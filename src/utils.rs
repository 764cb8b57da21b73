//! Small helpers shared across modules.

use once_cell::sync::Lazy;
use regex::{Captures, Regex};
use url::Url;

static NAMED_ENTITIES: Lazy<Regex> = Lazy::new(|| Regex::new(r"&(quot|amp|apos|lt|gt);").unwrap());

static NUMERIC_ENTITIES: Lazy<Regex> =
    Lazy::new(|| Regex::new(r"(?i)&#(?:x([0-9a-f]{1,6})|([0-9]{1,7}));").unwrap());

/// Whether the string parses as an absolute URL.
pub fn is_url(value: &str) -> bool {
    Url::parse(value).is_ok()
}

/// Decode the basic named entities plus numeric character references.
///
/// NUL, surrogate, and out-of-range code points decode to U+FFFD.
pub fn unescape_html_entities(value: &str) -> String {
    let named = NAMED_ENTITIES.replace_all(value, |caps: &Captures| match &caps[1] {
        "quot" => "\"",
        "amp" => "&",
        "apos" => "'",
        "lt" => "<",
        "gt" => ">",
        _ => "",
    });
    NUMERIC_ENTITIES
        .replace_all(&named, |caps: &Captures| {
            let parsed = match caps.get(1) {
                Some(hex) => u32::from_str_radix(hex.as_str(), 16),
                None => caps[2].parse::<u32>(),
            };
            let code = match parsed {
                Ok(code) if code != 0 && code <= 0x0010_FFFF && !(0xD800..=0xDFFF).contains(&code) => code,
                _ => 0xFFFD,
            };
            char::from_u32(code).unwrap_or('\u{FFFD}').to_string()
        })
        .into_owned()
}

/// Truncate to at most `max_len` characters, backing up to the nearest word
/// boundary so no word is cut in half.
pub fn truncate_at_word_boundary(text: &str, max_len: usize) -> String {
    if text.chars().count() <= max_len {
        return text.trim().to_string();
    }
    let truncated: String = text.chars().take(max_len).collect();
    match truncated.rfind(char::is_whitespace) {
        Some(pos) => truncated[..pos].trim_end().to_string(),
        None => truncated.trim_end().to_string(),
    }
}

#### [Task instructions]
When a line in the records above contains the word "caps", copy it.

#### [Finished task]
    let named = NAMED_ENTITIES.replace_all(value, |caps: &Captures| match &caps[1] {
        .replace_all(&named, |caps: &Captures| {
            let parsed = match caps.get(1) {
                None => caps[2].parse::<u32>(),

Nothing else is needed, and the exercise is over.